Segundo Pelicice, o maior impacto causado pelas tilápias é a
eutrofização (diminuição de oxigênio e poluição da água), o que torna o
ambiente desfavorável principalmente para as espécies nativas. Ele
também explica que no caso das carpas, o maior problema é a
biopertubação. “Elas fuçam demais o fundo das represas movimentando os
sedimentos”, esclarece.
Mas para Meurer, o estrago já foi feito. “As tilápias já estão
estabelecidas na maioria dos rios brasileiros”, afirma. Portanto,
conclui, o problema não seria agravado com a liberação que o seu projeto
de lei propõe. Mas ele é refutado por Pelicice. Uma pesquisa com 77
reservatórios mostrou que as tilápias foram registradas -- diferente de
estarem estabelecidas -- em menos de metade dos locais avaliados, conta o
pesquisador.
Há três décadas pesquisando sobre ecologia de peixe, Angelo Agostinho,
da Universidade Estadual de Maringá (UEM), relata que durante 20 anos de
amostragem no trecho do rio Paraná (entre os reservatórios de Porto
Primavera e Itaipu), tilápias jamais foram capturadas. “Mesmo em Itaipu,
onde ela é registrada, não há qualquer evidência de que esteja
estabelecida. A introdução de peixes exóticos é uma modalidade de
poluição biológica e, como tal, não era de se esperar que novas
liberações fossem permitidas, porque o impacto de uma espécie exótica se
relaciona à sua abundância”, diz. Agostinho lembra que nos
reservatórios de Barra Bonita, Bariri e Furnas as tilápias já são
populações consolidadas e, nestes casos, sua criação é aprovada pela
legislação brasileira.
Mais de 85% da produção nacional de peixe é baseada em espécies
provindas de outros países e/ou continentes, o que torna o Brasil,
proporcionalmente, o maior produtor mundial de espécies não nativas.

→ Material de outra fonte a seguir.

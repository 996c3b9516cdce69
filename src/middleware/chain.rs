use std::time::Instant;

use axum::extract::{OriginalUri, Request, State};
use axum::middleware::Next;
use axum::response::Response;

use super::exchange::{HttpExchange, record_exchange};
use crate::context::RequestContext;
use crate::metrics::MetricsRecorder;

/// Axum middleware recording request metrics around `next.run`.
///
/// Mount with `axum::middleware::from_fn_with_state(recorder, track_metrics::<R>)`.
/// Inside nested routers the path label is the full original path.
pub async fn track_metrics<R: MetricsRecorder>(
    State(recorder): State<R>,
    mut req: Request,
    next: Next,
) -> Response {
    let start = Instant::now();
    let method = req.method().clone();
    let path = match req.extensions().get::<OriginalUri>() {
        Some(OriginalUri(uri)) => uri.path().to_owned(),
        None => req.uri().path().to_owned(),
    };
    let ctx = RequestContext::attach(req.extensions_mut());

    let response = next.run(req).await;

    record_exchange(
        &recorder,
        start,
        &HttpExchange::new(&method, &path, response.status(), &ctx),
    );
    response
}

#[cfg(test)]
mod tests {
    use super::*;
    use crate::metrics::{HttpServerMetrics, RequestLabels};
    use axum::body::Body;
    use axum::http::StatusCode;
    use axum::middleware::from_fn_with_state;
    use axum::routing::get;
    use axum::{Extension, Router};
    use tower::ServiceExt;

    fn app(metrics: HttpServerMetrics) -> Router {
        let api = Router::new()
            .route("/items", get(|| async { StatusCode::ACCEPTED }))
            .route(
                "/mine",
                get(|Extension(ctx): Extension<RequestContext>| async move {
                    ctx.set_client("handler-set");
                    StatusCode::OK
                }),
            );

        Router::new()
            .nest("/api", api)
            .layer(from_fn_with_state(
                metrics,
                track_metrics::<HttpServerMetrics>,
            ))
    }

    #[tokio::test]
    async fn test_chain_records_full_path_of_nested_route() {
        let metrics = HttpServerMetrics::new("svc").unwrap();
        let request = http::Request::builder()
            .uri("/api/items")
            .body(Body::empty())
            .unwrap();

        let response = app(metrics.clone()).oneshot(request).await.unwrap();
        assert_eq!(response.status(), StatusCode::ACCEPTED);

        let labels = RequestLabels::new("GET", 202, "/api/items", None);
        assert_eq!(metrics.request_count(&labels), Some(1.0));
    }

    #[tokio::test]
    async fn test_chain_sees_client_set_by_handler() {
        let metrics = HttpServerMetrics::new("svc").unwrap();
        let request = http::Request::builder()
            .uri("/api/mine")
            .body(Body::empty())
            .unwrap();

        app(metrics.clone()).oneshot(request).await.unwrap();

        let labels = RequestLabels::new("GET", 200, "/api/mine", Some("handler-set"));
        assert_eq!(metrics.request_count(&labels), Some(1.0));
    }
}
//! Client identity endpoint.

use axum::{Extension, Router, routing::get};

use crate::context::RequestContext;
use crate::state::AppState;

/// Registers client identity routes.
pub fn routes() -> Router<AppState> {
    Router::new().route("/whoami", get(whoami))
}

/// Returns the client name the request was authenticated as.
async fn whoami(ctx: Option<Extension<RequestContext>>) -> String {
    ctx.as_ref()
        .and_then(|Extension(ctx)| ctx.client())
        .unwrap_or("anonymous")
        .to_string()
}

Nelson Meurer contra ataca com o argumento de que a produção de tilápias
em tanque-rede não ameaça se espalhar pelos rios brasileiros graças aos
seus predadores naturais. “Na região Sul, peixes como o lambari também
fazem o controle de tilápias comendo seus ovos", diz. Além disso, o
deputado afirma que existem técnicas de criação que controlam os riscos.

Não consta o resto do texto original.